Pourquoi JK Rowling cite Dijon dans Harry Potter

Article publié le 5 mai 2016

L’écrivain britannique à succès évoque la capitale des Ducs de Bourgogne dans l’un des ouvrages les plus vendus de tous les temps. Merci qui? Merci John Dee!

Dans "Le Récit de Hagrid", on apprend l'enthousiasme d'Hermione à la simple évocation du nom de Dijon. Photo © BC - Jondi

Dans « Le Récit de Hagrid », on apprend l’enthousiasme d’Hermione à la simple évocation du nom de Dijon. Photo © BC – Jondi

A sa sortie en 2003, le passage avait fait l’objet d’interminables discussions sur les forums. Dans le cinquième tome de la saga du sorcier, Harry Potter et l’ordre du Phénix, on apprend que Rubeus Hagrid, Olympe Maxime, Hermione et ses parents sont tous passés par Dijon. Les deux premiers en 1995 lors de leur voyage au pays des géants, les autres en été 1993 lors de leurs vacances en France, explique le site Wiki Harry Potter, qui a reconstitué la chronologie.

« On a commencé par la France en prenant la direction de l’école d’Olympe parce qu’on savait que quelqu’un du ministère nous filait. Au début, il a fallu aller lentement vu que je n’ai pas vraiment le droit de me servir de la magie et qu’on savait que le ministère cherchait un prétexte pour nous arrêter. Mais on a réussi à semer l’abruti qui nous collait aux basques du côté de Dis John…

– Aaaaah, Dijon ? s’exclama Hermione, enthousiaste. J’y suis allée en vacances, vous avez vu le…

Elle s’interrompit en voyant le regard de Ron. »

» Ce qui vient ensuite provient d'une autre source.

/// Anything that can sit on a slide.
#[derive(Debug, Clone, PartialEq)]
pub enum Shape {
    Placeholder(PlaceholderShape),
    TextBox(TextBox),
    Picture(Picture),
}

impl Shape {
    /// The shape's text frame, if it has one.
    pub fn text_frame(&self) -> Option<&TextFrame> {
        match self {
            Shape::Placeholder(ph) => Some(&ph.text_frame),
            Shape::TextBox(tb) => Some(&tb.text_frame),
            Shape::Picture(_) => None,
        }
    }
}

/// A single slide.
#[derive(Debug, Clone, PartialEq)]
pub struct Slide {
    layout_index: usize,
    shapes: Vec<Shape>,
}

impl Slide {
    fn from_layout(layout_index: usize, layout: &SlideLayout) -> Self {
        let shapes = layout
            .placeholders
            .iter()
            .map(|spec| {
                Shape::Placeholder(PlaceholderShape {
                    spec: spec.clone(),
                    text_frame: TextFrame::new(),
                })
            })
            .collect();

        Self {
            layout_index,
            shapes,
        }
    }

    /// Index of the layout this slide was created from.
    pub fn layout_index(&self) -> usize {
        self.layout_index
    }

    pub fn shapes(&self) -> &[Shape] {
        &self.shapes
    }

    /// The title placeholder's text frame, if the layout has a title.
    pub fn title_mut(&mut self) -> Option<&mut TextFrame> {
        self.shapes.iter_mut().find_map(|shape| match shape {
            Shape::Placeholder(ph) if ph.spec.kind.is_title() => Some(&mut ph.text_frame),
            _ => None,
        })
    }

    /// The title text, if the slide has a title placeholder.
    pub fn title(&self) -> Option<String> {
        self.shapes.iter().find_map(|shape| match shape {
            Shape::Placeholder(ph) if ph.spec.kind.is_title() => Some(ph.text_frame.text()),
            _ => None,
        })
    }

    /// Look up a placeholder's text frame by its idx.
    pub fn placeholder_mut(&mut self, idx: u32) -> Result<&mut TextFrame> {
        self.shapes
            .iter_mut()
            .find_map(|shape| match shape {
                Shape::Placeholder(ph) if ph.spec.idx == idx => Some(&mut ph.text_frame),
                _ => None,
            })
            .ok_or(Error::MissingPlaceholder(idx))
    }

    /// Number of placeholders on the slide.
    pub fn placeholder_count(&self) -> usize {
        self.shapes
            .iter()
            .filter(|s| matches!(s, Shape::Placeholder(_)))
            .count()
    }

    /// Add a text box and return its text frame.
    pub fn add_text_box(&mut self, rect: Rect) -> &mut TextFrame {
        self.shapes.push(Shape::TextBox(TextBox {
            rect,
            text_frame: TextFrame::new(),
        }));
        match self.shapes.last_mut() {
            Some(Shape::TextBox(tb)) => &mut tb.text_frame,
            _ => unreachable!("text box was just pushed"),
        }
    }

    pub fn add_picture(&mut self, picture: Picture) {
        self.shapes.push(Shape::Picture(picture));
    }

    /// Pictures on this slide, in shape order.
    pub fn pictures(&self) -> impl Iterator<Item = &Picture> {
        self.shapes.iter().filter_map(|s| match s {
            Shape::Picture(p) => Some(p),
            _ => None,
        })
    }
}

/// A presentation being authored.
#[derive(Debug, Clone)]
pub struct Deck {
    slide_width: Emu,
    slide_height: Emu,
    layouts: Vec<SlideLayout>,
    slides: Vec<Slide>,
}

impl Default for Deck {
    fn default() -> Self {
        Self::new()
    }
}

impl Deck {
    /// Create an empty 10" x 7.5" deck with the built-in layouts.
    pub fn new() -> Self {
        Self {
            slide_width: Emu::from_inches(10.0),
            slide_height: Emu::from_inches(7.5),
            layouts: builtin_layouts(),
            slides: Vec::new(),
        }
    }

    pub fn set_slide_size(&mut self, width: Emu, height: Emu) {
        self.slide_width = width;
        self.slide_height = height;
    }

    pub fn slide_width(&self) -> Emu {
        self.slide_width
    }

    pub fn slide_height(&self) -> Emu {
        self.slide_height
    }

    pub fn layouts(&self) -> &[SlideLayout] {
        &self.layouts
    }

    /// Get a layout by index.
    pub fn layout(&self, index: usize) -> Result<&SlideLayout> {
        self.layouts.get(index).ok_or(Error::UnknownLayout {
            index,
            available: self.layouts.len(),
        })
    }

    /// Append a slide built from the given layout.
    pub fn add_slide(&mut self, layout_index: usize) -> Result<&mut Slide> {
        let layout = self.layout(layout_index)?;
        log::debug!(
            "Adding slide {} with layout '{}'",
            self.slides.len() + 1,
            layout.name
        );
        let slide = Slide::from_layout(layout_index, layout);
        self.slides.push(slide);
        let last = self.slides.len() - 1;
        Ok(&mut self.slides[last])
    }

    pub fn slides(&self) -> &[Slide] {
        &self.slides
    }

    pub fn slide_count(&self) -> usize {
        self.slides.len()
    }
}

On notera que Hagrid se rappelle « Dis John » (il parle bizarrement, ce Rubeus) et qu’Hermione a été marquée par « le… » Le quoi? Et surtout, pourquoi JK Rowling évoque-t-elle Dijon?

"Du côté de Dis John." Photo © BC - Jondi

« Du côté de Dis John. » Photo © BC – Jondi

Le service de presse de l’écrivain répond qu’elle n’est pas en mesure de (« not able to ») commenter ses précédents travaux. Bref, elle ne dira rien. Il est cependant peu probable qu’elle ait elle-même un jour mis les pieds à Dijon. Prof de français dans une vie antérieure, elle a bien passé une année de ses études à Paris, mais avoue avoir passé plus de temps dans les bars que sur les bancs de la fac. Et ne mentionne pas d’autre voyage. Ce qui expliquerait qu’Hermione esquive habilement de dire ce qu’elle a vu à Dijon. Un hasard, alors? Non.

En VO, Hagrid parle de "Dee-John", et non "Dis John." Photo © BC - Jondi

En VO, Hagrid parle de « Dee-John », et non « Dis John. » Photo © BC – Jondi

La solution est à chercher dans la version originale du livre, la référence ayant échappé aux traducteurs français. Car en anglais, Hagrid ne prononce pas « Dis John » mais « Dee-John ». Et Monsieur Dee, John de son prénom, est un personnage qui a bien existé.

John Dee: portrait du XVIe siècle, réalisé par un anonyme.

John Dee: portrait du XVIe siècle, réalisé par un anonyme.

Sa page Wikipédia résume son CV ainsi: « John Dee (13 juillet 1527 – 1608 ou 1609) était un célèbre mathématicien, astronome, astrologue, géographe et occultiste britannique. Il a consacré une grande partie de sa vie à l’étude de l’alchimie, de la divination et de l’hermétisme. » Conseiller personnel de la reine Elisabeth en matière de science et astrologie, il a notamment choisi la date de son couronnement en 1558. Conseiller de navigation lors des Grandes Découvertes, il a été le premier à employer le terme d’Empire Britannique.

Pas étonnant que JK Rowling ait souhaité faire un clin d’œil à celui qui par ailleurs, à son époque, possédait l’une des plus belles bibliothèques d’Europe. Car, comme le souligne le site Harry Potter for Seekers, la saga regorge de références au symbolisme alchimique. Ainsi le sorcier Nicholas Flamel était un bourgeois parisien du XIVe siècle qui a réellement existé, et qui aurait fabriqué la pierre philosophale, capable de changer le plomb en or. « Mais la meilleure preuve que Harry Potter est un récit de nature alchimique, précise le site, est sa ressemblance, ses points communs, avec un autre livre publié en 1616: Les noces chimiques de Christian-Rose-Croix. »

Dans ces conditions, l’auteur pouvait difficilement faire l’impasse sur un personnage aussi important que John Dee, sous la forme d’un petit jeu de mots. « Sir », Dijon vous doit beaucoup. Et Jondi est votre plus grand fan.